◆ **WHAT IS NEEDED**: Repeat every entry exactly as given.
DATA Start Marker
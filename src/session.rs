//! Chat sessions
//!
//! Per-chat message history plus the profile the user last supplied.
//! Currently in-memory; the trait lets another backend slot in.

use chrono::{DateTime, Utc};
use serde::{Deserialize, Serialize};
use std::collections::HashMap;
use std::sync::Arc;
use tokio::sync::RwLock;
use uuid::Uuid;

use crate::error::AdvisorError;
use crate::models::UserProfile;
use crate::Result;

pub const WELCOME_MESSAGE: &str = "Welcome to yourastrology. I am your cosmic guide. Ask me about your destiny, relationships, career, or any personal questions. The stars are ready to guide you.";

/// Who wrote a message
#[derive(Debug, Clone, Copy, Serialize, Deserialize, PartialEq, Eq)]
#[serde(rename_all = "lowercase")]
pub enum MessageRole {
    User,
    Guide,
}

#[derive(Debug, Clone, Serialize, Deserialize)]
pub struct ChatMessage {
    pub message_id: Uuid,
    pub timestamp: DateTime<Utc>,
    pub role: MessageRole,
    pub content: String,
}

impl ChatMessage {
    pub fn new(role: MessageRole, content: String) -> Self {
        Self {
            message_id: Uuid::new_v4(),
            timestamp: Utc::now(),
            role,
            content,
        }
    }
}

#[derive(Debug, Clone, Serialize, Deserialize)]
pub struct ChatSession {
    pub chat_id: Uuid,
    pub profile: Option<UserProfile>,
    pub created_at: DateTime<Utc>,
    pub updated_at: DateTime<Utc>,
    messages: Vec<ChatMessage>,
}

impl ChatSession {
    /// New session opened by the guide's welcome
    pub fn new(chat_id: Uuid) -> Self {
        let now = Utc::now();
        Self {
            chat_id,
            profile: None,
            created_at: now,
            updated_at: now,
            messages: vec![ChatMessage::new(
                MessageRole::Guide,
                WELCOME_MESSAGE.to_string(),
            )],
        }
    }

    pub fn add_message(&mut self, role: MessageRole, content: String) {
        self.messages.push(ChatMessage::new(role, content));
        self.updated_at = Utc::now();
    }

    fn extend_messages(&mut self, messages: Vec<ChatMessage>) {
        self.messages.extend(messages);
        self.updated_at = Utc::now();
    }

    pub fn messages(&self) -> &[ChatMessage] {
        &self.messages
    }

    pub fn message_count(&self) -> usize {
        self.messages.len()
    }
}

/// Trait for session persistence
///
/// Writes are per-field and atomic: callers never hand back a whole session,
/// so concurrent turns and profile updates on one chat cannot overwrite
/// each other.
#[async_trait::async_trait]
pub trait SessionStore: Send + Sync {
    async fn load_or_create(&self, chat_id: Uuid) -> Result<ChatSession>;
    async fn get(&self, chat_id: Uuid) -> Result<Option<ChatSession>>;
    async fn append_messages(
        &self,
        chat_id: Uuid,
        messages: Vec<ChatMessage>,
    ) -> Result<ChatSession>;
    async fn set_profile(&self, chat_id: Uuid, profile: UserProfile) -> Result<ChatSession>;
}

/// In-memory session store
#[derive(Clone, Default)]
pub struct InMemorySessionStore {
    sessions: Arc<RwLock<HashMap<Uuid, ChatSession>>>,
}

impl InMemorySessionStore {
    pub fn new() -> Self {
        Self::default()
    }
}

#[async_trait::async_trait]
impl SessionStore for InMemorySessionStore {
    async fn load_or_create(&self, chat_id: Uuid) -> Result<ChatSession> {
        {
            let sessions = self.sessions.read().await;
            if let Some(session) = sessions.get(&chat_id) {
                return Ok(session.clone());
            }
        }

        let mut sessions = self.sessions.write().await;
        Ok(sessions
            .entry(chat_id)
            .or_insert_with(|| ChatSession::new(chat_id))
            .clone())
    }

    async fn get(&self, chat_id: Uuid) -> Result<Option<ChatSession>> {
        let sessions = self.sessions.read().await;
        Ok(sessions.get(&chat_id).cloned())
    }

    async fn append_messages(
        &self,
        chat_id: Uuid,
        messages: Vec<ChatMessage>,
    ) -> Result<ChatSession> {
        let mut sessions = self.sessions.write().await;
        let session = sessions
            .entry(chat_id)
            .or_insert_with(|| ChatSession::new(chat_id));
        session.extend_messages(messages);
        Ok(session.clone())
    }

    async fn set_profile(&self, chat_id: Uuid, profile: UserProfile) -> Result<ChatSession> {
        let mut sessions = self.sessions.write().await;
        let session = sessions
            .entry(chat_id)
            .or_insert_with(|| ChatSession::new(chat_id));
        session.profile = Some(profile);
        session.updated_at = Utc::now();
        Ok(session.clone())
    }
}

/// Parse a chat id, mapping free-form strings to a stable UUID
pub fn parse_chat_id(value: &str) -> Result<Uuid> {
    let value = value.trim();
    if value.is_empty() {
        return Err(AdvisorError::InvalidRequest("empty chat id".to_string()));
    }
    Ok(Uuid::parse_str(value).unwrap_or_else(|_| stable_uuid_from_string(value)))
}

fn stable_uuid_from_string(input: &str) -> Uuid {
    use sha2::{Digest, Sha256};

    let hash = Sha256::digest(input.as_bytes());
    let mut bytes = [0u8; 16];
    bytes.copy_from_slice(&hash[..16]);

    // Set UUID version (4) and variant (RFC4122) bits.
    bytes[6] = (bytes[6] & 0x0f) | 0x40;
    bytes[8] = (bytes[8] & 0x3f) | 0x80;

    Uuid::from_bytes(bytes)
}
DATA End Marker
◆ **RESPONSE TO THE TASK**:
filename src/session.rs
//! Chat sessions
//!
//! Per-chat message history plus the profile the user last supplied.
//! Currently in-memory; the trait lets another backend slot in.

use chrono::{DateTime, Utc};
use serde::{Deserialize, Serialize};
use std::collections::HashMap;
use std::sync::Arc;
use tokio::sync::RwLock;
use uuid::Uuid;

use crate::error::AdvisorError;
use crate::models::UserProfile;
use crate::Result;

pub const WELCOME_MESSAGE: &str = "Welcome to yourastrology. I am your cosmic guide. Ask me about your destiny, relationships, career, or any personal questions. The stars are ready to guide you.";

/// Who wrote a message
#[derive(Debug, Clone, Copy, Serialize, Deserialize, PartialEq, Eq)]
#[serde(rename_all = "lowercase")]
pub enum MessageRole {
    User,
    Guide,
}

#[derive(Debug, Clone, Serialize, Deserialize)]
pub struct ChatMessage {
    pub message_id: Uuid,
    pub timestamp: DateTime<Utc>,
    pub role: MessageRole,
    pub content: String,
}

impl ChatMessage {
    pub fn new(role: MessageRole, content: String) -> Self {
        Self {
            message_id: Uuid::new_v4(),
            timestamp: Utc::now(),
            role,
            content,
        }
    }
}

#[derive(Debug, Clone, Serialize, Deserialize)]
pub struct ChatSession {
    pub chat_id: Uuid,
    pub profile: Option<UserProfile>,
    pub created_at: DateTime<Utc>,
    pub updated_at: DateTime<Utc>,
    messages: Vec<ChatMessage>,
}

impl ChatSession {
    /// New session opened by the guide's welcome
    pub fn new(chat_id: Uuid) -> Self {
        let now = Utc::now();
        Self {
            chat_id,
            profile: None,
            created_at: now,
            updated_at: now,
            messages: vec![ChatMessage::new(
                MessageRole::Guide,
                WELCOME_MESSAGE.to_string(),
            )],
        }
    }

    pub fn add_message(&mut self, role: MessageRole, content: String) {
        self.messages.push(ChatMessage::new(role, content));
        self.updated_at = Utc::now();
    }

    fn extend_messages(&mut self, messages: Vec<ChatMessage>) {
        self.messages.extend(messages);
        self.updated_at = Utc::now();
    }

    pub fn messages(&self) -> &[ChatMessage] {
        &self.messages
    }

    pub fn message_count(&self) -> usize {
        self.messages.len()
    }
}

/// Trait for session persistence
///
/// Writes are per-field and atomic: callers never hand back a whole session,
/// so concurrent turns and profile updates on one chat cannot overwrite
/// each other.
#[async_trait::async_trait]
pub trait SessionStore: Send + Sync {
    async fn load_or_create(&self, chat_id: Uuid) -> Result<ChatSession>;
    async fn get(&self, chat_id: Uuid) -> Result<Option<ChatSession>>;
    async fn append_messages(
        &self,
        chat_id: Uuid,
        messages: Vec<ChatMessage>,
    ) -> Result<ChatSession>;
    async fn set_profile(&self, chat_id: Uuid, profile: UserProfile) -> Result<ChatSession>;
}

/// In-memory session store
#[derive(Clone, Default)]
pub struct InMemorySessionStore {
    sessions: Arc<RwLock<HashMap<Uuid, ChatSession>>>,
}

impl InMemorySessionStore {
    pub fn new() -> Self {
        Self::default()
    }
}

#[async_trait::async_trait]
impl SessionStore for InMemorySessionStore {
    async fn load_or_create(&self, chat_id: Uuid) -> Result<ChatSession> {
        {
            let sessions = self.sessions.read().await;
            if let Some(session) = sessions.get(&chat_id) {
                return Ok(session.clone());
            }
        }

        let mut sessions = self.sessions.write().await;
        Ok(sessions
            .entry(chat_id)
            .or_insert_with(|| ChatSession::new(chat_id))
            .clone())
    }

    async fn get(&self, chat_id: Uuid) -> Result<Option<ChatSession>> {
        let sessions = self.sessions.read().await;
        Ok(sessions.get(&chat_id).cloned())
    }

    async fn append_messages(
        &self,
        chat_id: Uuid,
        messages: Vec<ChatMessage>,
    ) -> Result<ChatSession> {
        let mut sessions = self.sessions.write().await;
        let session = sessions
            .entry(chat_id)
            .or_insert_with(|| ChatSession::new(chat_id));
        session.extend_messages(messages);
        Ok(session.clone())
    }

    async fn set_profile(&self, chat_id: Uuid, profile: UserProfile) -> Result<ChatSession> {
        let mut sessions = self.sessions.write().await;
        let session = sessions
            .entry(chat_id)
            .or_insert_with(|| ChatSession::new(chat_id));
        session.profile = Some(profile);
        session.updated_at = Utc::now();
        Ok(session.clone())
    }
}

/// Parse a chat id, mapping free-form strings to a stable UUID
pub fn parse_chat_id(value: &str) -> Result<Uuid> {
    let value = value.trim();
    if value.is_empty() {
        return Err(AdvisorError::InvalidRequest("empty chat id".to_string()));
    }
    Ok(Uuid::parse_str(value).unwrap_or_else(|_| stable_uuid_from_string(value)))
}

fn stable_uuid_from_string(input: &str) -> Uuid {
    use sha2::{Digest, Sha256};

    let hash = Sha256::digest(input.as_bytes());
    let mut bytes = [0u8; 16];
    bytes.copy_from_slice(&hash[..16]);

    // Set UUID version (4) and variant (RFC4122) bits.
    bytes[6] = (bytes[6] & 0x0f) | 0x40;
    bytes[8] = (bytes[8] & 0x3f) | 0x80;

    Uuid::from_bytes(bytes)
}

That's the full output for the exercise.